Aku, seorang wanita biasa yang berharap jodohku datang tanpa ada komitmen sebelum hubungan kita benar-benar memiliki arah yang jelas. Begitulah kira-kira prinsipku setelah sebelumnya aku menjalani hubungan percintaan ala remaja dengan salah satu teman di sekolahku. Kandasnya hubungan kami utamanya karena aku sadar bahwa hubungan yang kami jalani itu bukanlah sebuah hal yang patut dibenarkan.
Kamu, orang baru yang kutemui di bulan November tahun lalu dan langsung membuatku terpukau akan segala kemampuan yang kamu miliki seakan membuat prinsipku tentang tak perlu membuka hati bagi laki-laki yang mungkin tak serius itu hilang terpatahkan. Sejak mengenalmu, aku selalu berharap kamulah laki-laki yang selama ini kucari untuk menjadi sosok imam penyempurna iman.
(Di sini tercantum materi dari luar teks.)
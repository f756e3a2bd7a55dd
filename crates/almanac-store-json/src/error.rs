//! Error type for `almanac-store-json`.

use thiserror::Error;

#[derive(Debug, Error)]
pub enum Error {
  #[error("io error: {0}")]
  Io(#[from] std::io::Error),

  /// The stored bytes are not a parseable timeline document. Never
  /// auto-recovered: a corrupt timeline should be inspected, not silently
  /// replaced.
  #[error("corrupt timeline document: {0}")]
  Corrupt(serde_json::Error),

  #[error("json error: {0}")]
  Json(#[from] serde_json::Error),

  /// The stored document parses but is not a compatible timeline format,
  /// and the store is configured to fail instead of starting fresh.
  #[error("incompatible timeline format: expected version {expected:?}, found {found:?}")]
  IncompatibleFormat {
    expected: &'static str,
    found:    Option<String>,
  },
}

pub type Result<T, E = Error> = std::result::Result<T, E>;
06 November 2020. Hari itu adalah hari pertama aku mengenalmu. Setelah sekian lama tak ada yang mengisi hati ini, seakan kamu hadir untuk siap masuk dengan permisi. Walaupun aku sudah memiliki rasa itu, namun aku telah bertekad tidak akan mengulangi memulai hubungan dengan sesuatu yang tak patut dibenarkan. Kami dipertemukan karena sebuah kegiatan dan kamu terpilih menjadi ketua yang mana aku menjadi anggotamu.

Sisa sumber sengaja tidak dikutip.